Job – this word has many meanings: 1. A part-time or full-time position of paid employment. 2. The execution or performance of a task, as in ‘He did a terrible job!’ 3. A duty or responsibility. 4. A specific task carried out as part of the routine of a person’s occupation. 5. A piece of work, generally at an agreed price. 6. A robbery, as in ‘John Smith is suspected of being responsible for the string of bank jobs in South London’.

Job Characteristics Theory – also called the Core Characteristics Model, is a work design theory developed forty years ago. It is widely used today as a framework to study how matched an employee is to his or her job, and if job redesign is required, how to go about it. The aim is to reduce job dissatisfaction, minimize absenteeism and turnover, increase motivation, and ultimately optimize the productivity of the worker.

Joint Supply – a term used in economics that refers to a product that turns into two or more other products (by-products). For example, a farmer breeds cattle, which eventually are sold to consumers as a number of different product, such as beef, milk, cheese, butter, yogurt and leather products.

Joint Venture – a partnership between two or more parties that each contribute capital and assets. The parties involved may be groups of people, corporations, companies and even governments.

Jumbo Mortgage – a mortgage loan that offers more than a conventional loan. It does not have the same rules and limits imposed by Fannie Mae and Freddie Mac compared to a conventional loan. Most jumbo mortgages charge higher interest rates than conventional loans.

Just in Case – also known as JIC or Just in Case Manufacturing, is the traditional inventory and/or production management model used by companies. Levels of stock of finished goods and raw materials are maintained at the highest levels possible. The aim of this strategy is to be prepared for unexpected events, such as a very large order or a halt in supplies. It is the opposite of Just in Time.

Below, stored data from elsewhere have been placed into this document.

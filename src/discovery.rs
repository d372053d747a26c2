//! Relationship Discovery Engine
//!
//! Resolves the primary key of a target table, asks the catalog for tables
//! whose leading columns line up with it position by position, and turns the
//! raw rows into scored, categorized candidates.
//!
//! Every public operation here swallows catalog failures: a missing table or a
//! failed query is logged and reported as "no related tables", so a batch over
//! many tables never stops on one of them.

use crate::candidate::{rank_candidates, CandidateMatch, MatchedColumn, TableKey, MIN_MATCH_COUNT};
use crate::catalog::{CatalogReader, RawMatch};
use crate::category::{is_excluded, Category};
use crate::config::ExplorerConfig;
use crate::planner::{JoinPlan, JoinPlanner};
use serde::Serialize;
use std::collections::hash_map::DefaultHasher;
use std::collections::{BTreeMap, HashMap};
use std::hash::{Hash, Hasher};
use tracing::{debug, info, warn};

/// Cache key: target table plus a hash of its searched key columns
#[derive(Debug, Clone, PartialEq, Eq, Hash)]
pub struct CacheKey {
    pub schema: String,
    pub table: String,
    pub key_signature: u64,
}

impl CacheKey {
    pub fn for_key(key: &TableKey) -> Self {
        let mut hasher = DefaultHasher::new();
        for column in key.search_window() {
            column.name.to_ascii_lowercase().hash(&mut hasher);
            column.position.hash(&mut hasher);
        }

        Self {
            schema: key.schema.to_ascii_lowercase(),
            table: key.table.to_ascii_lowercase(),
            key_signature: hasher.finish(),
        }
    }
}

/// Result of running the whole pipeline for one table
#[derive(Debug, Clone, Serialize)]
pub struct Exploration {
    pub schema: String,
    pub table: String,
    /// `None` when the table is missing or has no primary key
    pub key: Option<TableKey>,
    /// Ranked best first
    pub candidates: Vec<CandidateMatch>,
    pub plans: Vec<JoinPlan>,
}

impl Exploration {
    pub fn qualified_name(&self) -> String {
        format!("{}.{}", self.schema, self.table)
    }

    pub fn has_relationships(&self) -> bool {
        !self.candidates.is_empty()
    }
}

/// Discovery front-end owning the catalog reader and its result cache.
///
/// The cache lives as long as the explorer and is never evicted; call
/// [`RelationshipExplorer::clear_cache`] to force fresh catalog reads. It is
/// not synchronized: one explorer serves one caller at a time.
pub struct RelationshipExplorer<C: CatalogReader> {
    catalog: C,
    default_schema: String,
    cache: HashMap<CacheKey, Vec<CandidateMatch>>,
}

impl<C: CatalogReader> RelationshipExplorer<C> {
    pub fn new(catalog: C) -> Self {
        Self::with_config(catalog, &ExplorerConfig::default())
    }

    pub fn with_config(catalog: C, config: &ExplorerConfig) -> Self {
        Self {
            catalog,
            default_schema: config.default_schema.clone(),
            cache: HashMap::new(),
        }
    }

    pub fn cache_len(&self) -> usize {
        self.cache.len()
    }

    pub fn clear_cache(&mut self) {
        self.cache.clear();
    }

    /// Split `"schema.table"`; an explicit qualifier wins over `schema`
    pub fn split_table_name(&self, table: &str, schema: Option<&str>) -> (String, String) {
        match table.split_once('.') {
            Some((qualifier, name)) if !qualifier.is_empty() && !name.is_empty() => {
                (qualifier.to_string(), name.to_string())
            }
            _ => (
                schema.unwrap_or(&self.default_schema).to_string(),
                table.to_string(),
            ),
        }
    }

    /// Primary-Key Resolver.
    ///
    /// Returns `None` when the table does not exist, has no declared primary
    /// key, or the catalog cannot be read.
    pub async fn resolve_key(&self, table: &str, schema: Option<&str>) -> Option<TableKey> {
        let (schema, table) = self.split_table_name(table, schema);

        match self.catalog.get_primary_keys(&table, &schema).await {
            Ok(Some(columns)) if !columns.is_empty() => {
                debug!("🔑 Primary key of {}.{}: {}", schema, table, columns.join(", "));
                Some(TableKey::new(schema, table, columns))
            }
            Ok(Some(_)) => {
                warn!("⚠️  {}.{} has no primary key", schema, table);
                None
            }
            Ok(None) => {
                warn!("⚠️  {}.{} not found in {} catalog", schema, table, self.catalog.name());
                None
            }
            Err(e) => {
                warn!("⚠️  Could not read primary key of {}.{}: {}", schema, table, e);
                None
            }
        }
    }

    /// Candidate Discovery for a table name: resolves the key first
    pub async fn discover(&mut self, table: &str, schema: Option<&str>) -> Vec<CandidateMatch> {
        match self.resolve_key(table, schema).await {
            Some(key) => self.discover_for_key(&key).await,
            None => Vec::new(),
        }
    }

    /// Candidate Discovery for an already resolved key.
    ///
    /// Results are cached per (table, key signature); repeated calls return
    /// the cached candidates without touching the catalog. Query failures
    /// yield an empty list and are not cached.
    pub async fn discover_for_key(&mut self, key: &TableKey) -> Vec<CandidateMatch> {
        if key.is_empty() {
            return Vec::new();
        }

        let cache_key = CacheKey::for_key(key);
        if let Some(cached) = self.cache.get(&cache_key) {
            debug!("Discovery cache hit for {}", key.qualified_name());
            return cached.clone();
        }

        let window = key.search_window();
        let rows = match self
            .catalog
            .find_columns_at_positions(&key.schema, window, &key.table)
            .await
        {
            Ok(rows) => rows,
            Err(e) => {
                warn!("⚠️  Discovery query failed for {}: {}", key.qualified_name(), e);
                return Vec::new();
            }
        };

        let candidates = group_candidates(&key.table, rows);
        info!(
            "🔗 {} related tables found for {}",
            candidates.len(),
            key.qualified_name()
        );

        self.cache.insert(cache_key, candidates.clone());
        candidates
    }

    /// Resolve, discover and plan for one table
    pub async fn explore(
        &mut self,
        table: &str,
        schema: Option<&str>,
        planner: &JoinPlanner,
    ) -> Exploration {
        let (schema, table) = self.split_table_name(table, schema);
        info!("🔍 Analyzing {}.{}", schema, table);

        let key = self.resolve_key(&table, Some(&schema)).await;
        let candidates = match &key {
            Some(key) => self.discover_for_key(key).await,
            None => Vec::new(),
        };

        let plans = match &key {
            Some(key) => planner.plan(key, &candidates),
            None => Vec::new(),
        };

        if candidates.is_empty() {
            info!("No related tables found for {}.{}", schema, table);
        }

        Exploration {
            schema,
            table,
            key,
            candidates,
            plans,
        }
    }

    /// Explore a list of tables in order
    pub async fn explore_many(&mut self, tables: &[String], planner: &JoinPlanner) -> Vec<Exploration> {
        let mut explorations = Vec::with_capacity(tables.len());
        for table in tables {
            explorations.push(self.explore(table, None, planner).await);
        }
        explorations
    }
}

/// Group raw rows by table into candidates, dropping the target, denylisted
/// tables and anything below the minimum match count. Ranked best first.
pub fn group_candidates(target_table: &str, rows: Vec<RawMatch>) -> Vec<CandidateMatch> {
    let mut grouped: BTreeMap<String, (String, String, Option<String>, Vec<MatchedColumn>)> = BTreeMap::new();

    for row in rows {
        if row.table_name.eq_ignore_ascii_case(target_table) || is_excluded(&row.table_name) {
            continue;
        }

        let entry = grouped
            .entry(row.table_name.to_ascii_lowercase())
            .or_insert_with(|| (row.schema.clone(), row.table_name.clone(), row.category_hint.clone(), Vec::new()));

        entry.3.push(MatchedColumn {
            column_name: row.column_name,
            data_type: row.data_type,
            ordinal_position: row.ordinal_position,
            key_column: row.key_column,
        });
    }

    let mut candidates: Vec<CandidateMatch> = grouped
        .into_values()
        .map(|(schema, table_name, hint, columns)| {
            let candidate = CandidateMatch::new(schema, table_name, columns);
            if let Some(hint) = hint.as_deref().and_then(Category::from_tag) {
                if hint != candidate.category {
                    debug!(
                        "Catalog hinted {} for {}, classified as {}",
                        hint, candidate.table_name, candidate.category
                    );
                }
            }
            candidate
        })
        .filter(|c| c.match_count >= MIN_MATCH_COUNT)
        .collect();

    rank_candidates(&mut candidates);
    candidates
}

#[cfg(test)]
mod tests {
    use super::*;

    fn row(table: &str, column: &str, key: &str, position: usize) -> RawMatch {
        RawMatch {
            schema: "dbo".to_string(),
            table_name: table.to_string(),
            column_name: column.to_string(),
            data_type: "int".to_string(),
            ordinal_position: position,
            key_column: key.to_string(),
            match_count: 0,
            category_hint: None,
        }
    }

    #[test]
    fn test_group_drops_single_column_matches() {
        let rows = vec![
            row("Fst001", "Pgcod", "Pgcod", 1),
            row("Fsd010", "Pgcod", "Pgcod", 1),
            row("Fsd010", "Aomod", "Ppmod", 2),
        ];

        let candidates = group_candidates("Fsd601", rows);
        assert_eq!(candidates.len(), 1);
        assert_eq!(candidates[0].table_name, "Fsd010");
        assert_eq!(candidates[0].match_count, 2);
    }

    #[test]
    fn test_group_excludes_target_and_denylist() {
        let rows = vec![
            row("FSD601", "Pgcod", "Pgcod", 1),
            row("FSD601", "Ppmod", "Ppmod", 2),
            row("Fsd010_bkp", "Pgcod", "Pgcod", 1),
            row("Fsd010_bkp", "Aomod", "Ppmod", 2),
        ];

        assert!(group_candidates("Fsd601", rows).is_empty());
    }

    #[test]
    fn test_group_deduplicates_repeated_positions() {
        let rows = vec![
            row("Fsd010", "Pgcod", "Pgcod", 1),
            row("Fsd010", "Aomod", "Ppmod", 2),
            row("Fsd010", "Aomod", "Ppmod", 2),
        ];

        let candidates = group_candidates("Fsd601", rows);
        assert_eq!(candidates[0].match_count, 2);
        assert_eq!(candidates[0].matched_columns.len(), 2);
    }

    #[test]
    fn test_cache_key_ignores_case_and_tail_beyond_window() {
        let mut long: Vec<String> = (1..=9).map(|i| format!("K{}", i)).collect();
        let short = long.clone();
        long.push("K10".to_string());

        let a = CacheKey::for_key(&TableKey::new("dbo", "Fsd601", short));
        let b = CacheKey::for_key(&TableKey::new("DBO", "FSD601", long));
        assert_eq!(a, b);
    }
}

Just in Time – an inventory or manufacturing strategy in which companies keep stock levels at an absolute minimum. As orders come in, suppliers are contacted to make immediate deliveries of the raw materials and components required for manufacturing finished products. It is the opposite of Just in Case. Japanese car-maker Toyota started ‘just in time’ in the 1960s – it was known as the Toyota Production System. North America and Western Europe began adopting the strategy in the late 1970s.